下記のものは、九品本式で贈られるものと、七品、五品の際に贈られるものを簡単に掲載いたしました。ご準備の際にご参考になさってください。

関東式結納品一覧 家内喜多留 末広 友志良賀 子生婦
寿留女 勝男節 金包 長熨斗 目録



家内喜多留(やなぎだる)


 杉や桧などで作った酒樽のことです。柳樽とも書きます。これは、杉などの針葉樹のとげとげしいイメージを和らげる為に柳の葉に例える為です。「かないきたる」という字を当てて、、家内円満の願いが込められています。
 結納の際には、柳樽や角樽(素材は様々で、漆塗りやプラスチック製が一般的)を贈るか、お金を包みます。
(写真はお金を包んだ例です。)

末広(すえひろ)


 白扇の一対の事を指します。「寿恵広」とも書きます。末広がりを意味しており、「末永く幸せに」という願いがこめられています。おめでたいときにはよく使われる、演技のいい言葉です。
白扇は、白い色から純潔・潔白を表しています。

友志良賀(ともしらが)


 夫婦共に健康で、夫婦仲も円満に共に白髪になるまで仲良く幸せに暮らしていきましょう、という長寿と夫婦円満の願いがこめられています。白くなるようにさらした麻の糸です。強度の高い麻の糸を贈ることで、麻の様に強い絆で結ばれる、ということも意味しています。

子生婦(こんぶ)


 よろこぶ、と縁起を担いで贈る昆布です。また、海に生えている昆布はとても繁殖力の強い植物である為、子孫繁栄の願いもこめられています。
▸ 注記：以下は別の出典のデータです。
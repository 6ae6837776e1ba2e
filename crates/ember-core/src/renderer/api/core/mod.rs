// Copyright 2025 eraflo
//
// Licensed under the Apache License, Version 2.0 (the "License");
// you may not use this file except in compliance with the License.
// You may obtain a copy of the License at
//
//     http://www.apache.org/licenses/LICENSE-2.0
//
// Unless required by applicable law or agreed to in writing, software
// distributed under the License is distributed on an "AS IS" BASIS,
// WITHOUT WARRANTIES OR CONDITIONS OF ANY KIND, either express or implied.
// See the License for the specific language governing permissions and
// limitations under the License.

//! Frame-level constants, runtime settings and counters.

/// The maximum number of frames that can be processed by the GPU at once.
/// This determines the number of slots in the dynamic buffer rings.
pub const MAX_FRAMES_IN_FLIGHT: usize = 3;

pub mod settings;
pub mod stats;

pub use self::settings::*;
pub use self::stats::*;
// Copyright 2025 eraflo
//
// Licensed under the Apache License, Version 2.0 (the "License");
// you may not use this file except in compliance with the License.
// You may obtain a copy of the License at
//
//     http://www.apache.org/licenses/LICENSE-2.0
//
// Unless required by applicable law or agreed to in writing, software
// distributed under the License is distributed on an "AS IS" BASIS,
// WITHOUT WARRANTIES OR CONDITIONS OF ANY KIND, either express or implied.
// See the License for the specific language governing permissions and
// limitations under the License.

//! The demo scene: a floor, a few crates, an instanced brick row and three
//! lights, uploaded once and turned into a [`RenderFrame`] every frame.

use anyhow::{Context, Result};
use ember_core::math::{Aabb, Frustum, Mat3, Mat4, Vec3, Vec4};
use ember_core::renderer::api::{
    BufferCache, BufferCacheRing, BufferId, BufferKind, BufferUsage, BuiltinConstant, DrawSurf,
    DrawSurfFlags, LightFlags, LightKind, Material, MaterialKind, MaterialPass, MaterialSort,
    MeshKind, ObjectFlags, RenderFrame, RenderTarget, RenderTargetId, Shader, ShaderFlags,
    ShaderId, SubMesh, TextureId, ViewDefinition, ViewFlags, VisibleLight, VisibleObject,
    TRI_INDEX_SIZE,
};
use ember_core::renderer::{Rect, RenderDevice};
use ember_lanes::render_lane::{BuiltinShaders, BuiltinTextures, RenderTargets};
use std::sync::Arc;

pub const SCREEN: Rect = Rect::new(0, 0, 1280, 720);

/// Position, normal and texture coordinate.
const VERTEX_SIZE: u32 = 32;
const BRICK_COUNT: u32 = 16;
const RING_SIZE: u32 = 64 * 1024;

type Vertex = [f32; 8];

fn cube_geometry() -> (Vec<Vertex>, Vec<u32>) {
    const FACES: [(Vec3, Vec3, Vec3); 6] = [
        (Vec3::X, Vec3::Y, Vec3::Z),
        (Vec3::new(-1.0, 0.0, 0.0), Vec3::Z, Vec3::Y),
        (Vec3::Y, Vec3::Z, Vec3::X),
        (Vec3::new(0.0, -1.0, 0.0), Vec3::X, Vec3::Z),
        (Vec3::Z, Vec3::X, Vec3::Y),
        (Vec3::new(0.0, 0.0, -1.0), Vec3::Y, Vec3::X),
    ];

    let mut verts = Vec::with_capacity(24);
    let mut indexes = Vec::with_capacity(36);
    for (normal, s, t) in FACES {
        let base = verts.len() as u32;
        for (u, v) in [(0.0, 0.0), (1.0, 0.0), (1.0, 1.0), (0.0, 1.0)] {
            let p = normal * 0.5 + s * (u - 0.5) + t * (v - 0.5);
            verts.push([p.x, p.y, p.z, normal.x, normal.y, normal.z, u, v]);
        }
        indexes.extend([base, base + 1, base + 2, base, base + 2, base + 3]);
    }
    (verts, indexes)
}

fn quad_geometry(half_size: f32) -> (Vec<Vertex>, Vec<u32>) {
    let verts = [(-1.0, -1.0), (1.0, -1.0), (1.0, 1.0), (-1.0, 1.0)]
        .map(|(x, y): (f32, f32)| {
            [x * half_size, y * half_size, 0.0, 0.0, 0.0, 1.0, (x + 1.0) * 0.5, (y + 1.0) * 0.5]
        })
        .to_vec();
    (verts, vec![0, 1, 2, 0, 2, 3])
}

/// Static geometry packed into one vertex and one index buffer.
#[derive(Debug)]
struct GeometryBuffers {
    vertex_buffer: BufferId,
    index_buffer: BufferId,
}

impl GeometryBuffers {
    fn upload(
        device: &mut dyn RenderDevice,
        meshes: &[(Vec<Vertex>, Vec<u32>)],
    ) -> Result<(Self, Vec<Arc<SubMesh>>)> {
        let vertex_bytes: u32 = meshes.iter().map(|(v, _)| v.len() as u32 * VERTEX_SIZE).sum();
        let index_bytes: u32 = meshes.iter().map(|(_, i)| i.len() as u32 * TRI_INDEX_SIZE).sum();
        let vertex_buffer =
            device.create_buffer(BufferKind::Vertex, BufferUsage::Static, vertex_bytes, "scene_vertices")?;
        let index_buffer =
            device.create_buffer(BufferKind::Index, BufferUsage::Static, index_bytes, "scene_indexes")?;

        let mut sub_meshes = Vec::with_capacity(meshes.len());
        let (mut vertex_offset, mut index_offset) = (0, 0);
        for (ref_id, (verts, indexes)) in meshes.iter().enumerate() {
            let vertex_size = verts.len() as u32 * VERTEX_SIZE;
            let index_size = indexes.len() as u32 * TRI_INDEX_SIZE;
            device.write_buffer(vertex_buffer, vertex_offset, bytemuck::cast_slice(verts))?;
            device.write_buffer(index_buffer, index_offset, bytemuck::cast_slice(indexes))?;

            let positions: Vec<Vec3> = verts.iter().map(|v| Vec3::new(v[0], v[1], v[2])).collect();
            sub_meshes.push(Arc::new(SubMesh {
                kind: MeshKind::Static,
                ref_id: ref_id as u32,
                vertex_cache: BufferCache::new_static(vertex_buffer, vertex_offset, vertex_size),
                index_cache: BufferCache::new_static(index_buffer, index_offset, index_size),
                num_verts: verts.len() as u32,
                num_indexes: indexes.len() as u32,
                gpu_skinning_tier: None,
                aabb: Aabb::from_points(&positions),
            }));

            vertex_offset += vertex_size;
            index_offset += index_size;
        }

        Ok((Self { vertex_buffer, index_buffer }, sub_meshes))
    }

    fn destroy(&self, device: &mut dyn RenderDevice) -> Result<()> {
        device.destroy_buffer(self.vertex_buffer)?;
        device.destroy_buffer(self.index_buffer)?;
        Ok(())
    }
}

/// Shaders with sequential ids, the way a loader would hand them out.
#[derive(Debug, Default)]
struct ShaderLibrary {
    next_id: usize,
}

impl ShaderLibrary {
    fn load(&mut self, name: &str, flags: ShaderFlags) -> Arc<Shader> {
        self.next_id += 1;
        Arc::new(
            Shader::new(ShaderId(self.next_id), name)
                .with_flags(flags)
                .with_constants([
                    BuiltinConstant::ModelViewProjectionMatrix,
                    BuiltinConstant::LocalToWorldMatrix,
                    BuiltinConstant::ConstantColor,
                    BuiltinConstant::LightVec,
                    BuiltinConstant::LightColor,
                    BuiltinConstant::InstanceDataBuffer,
                    BuiltinConstant::InstanceIndexes,
                ]),
        )
    }
}

pub fn render_targets() -> RenderTargets {
    let target = |id, width, height| RenderTarget {
        id: RenderTargetId(id),
        depth_texture: TextureId(100 + id),
        width,
        height,
    };
    RenderTargets {
        shadow_map: target(1, 2048, 2048),
        vscm: target(2, 3072, 2048),
        selection: target(3, SCREEN.w as u32, SCREEN.h as u32),
        velocity: target(4, SCREEN.w as u32, SCREEN.h as u32),
    }
}

pub fn occlusion_target() -> RenderTarget {
    RenderTarget {
        id: RenderTargetId(5),
        depth_texture: TextureId(105),
        width: 320,
        height: 180,
    }
}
末永くそして幅広く子孫繁栄を祈るものであることから、「子産婦」の字が当てられています。
  結納の際には、昆布の実物を贈るか、子産婦料としてお金を包みます。
(写真は昆布の実物を贈る例です。)

寿留女(するめ)


 古くから保存食として重宝されていたするめを送ります。長期保存できる食材であることから、「結婚生活が末永く幸福でありますように」という願いが込めれています。また、また、噛めば噛むほど味が出るするめになぞり、「味のある仲の良い夫婦であるように」という願いもこめられています。「寿(しあわせ)を留める女」というおめでたい字を当て、縁起を担いでいます。
  結納の際はするめの実物を贈るか、寿留女料としてお金を包みます。
(写真はするめの実物を贈る例です。)

勝男節(かつおぶし)


 読んで字のごとく「鰹節」のことです。
 古くから武士の家では鰹節を保存食や非常食として常に家にあるよう準備していました。戦への出陣の際にこれを「勝男武士」として携帯し、武運を祈ったといいます。それ以来、鰹節は慶事の贈答品として広く使われるようになりました。結婚式での引出物の中に鰹節が入っている、ということがよくありますよね。
  結納の際は鰹節の実物を贈るか、勝男節料としてお金を包みます。

金包(きんぽう)


 結納金のことです。支度金として花嫁に帯料を贈り、花婿へは袴料を贈ります。
 男性に対しては御袴料」、女性に対しては「御帯料」と書いて渡します。

長熨斗(ながのし)


 本来であれば、鮑を叩いて延ばしたものを贈っていました。延命の祈るものであるとも言われています。海産物が高価であった物々交換の時代には、海産物の中で最も貴重とされた鮑を贈ることは、最高のもてなしとされていました。現在では、贈り物に対しての祝意の意味となっており、結納に贈る品々全てに対しての祝意を表したものとされています。

目録(もくろく)


 結納の品目を記したものです。この目録と長熨斗を含めて九品目が、一般的な九品本式の形となります。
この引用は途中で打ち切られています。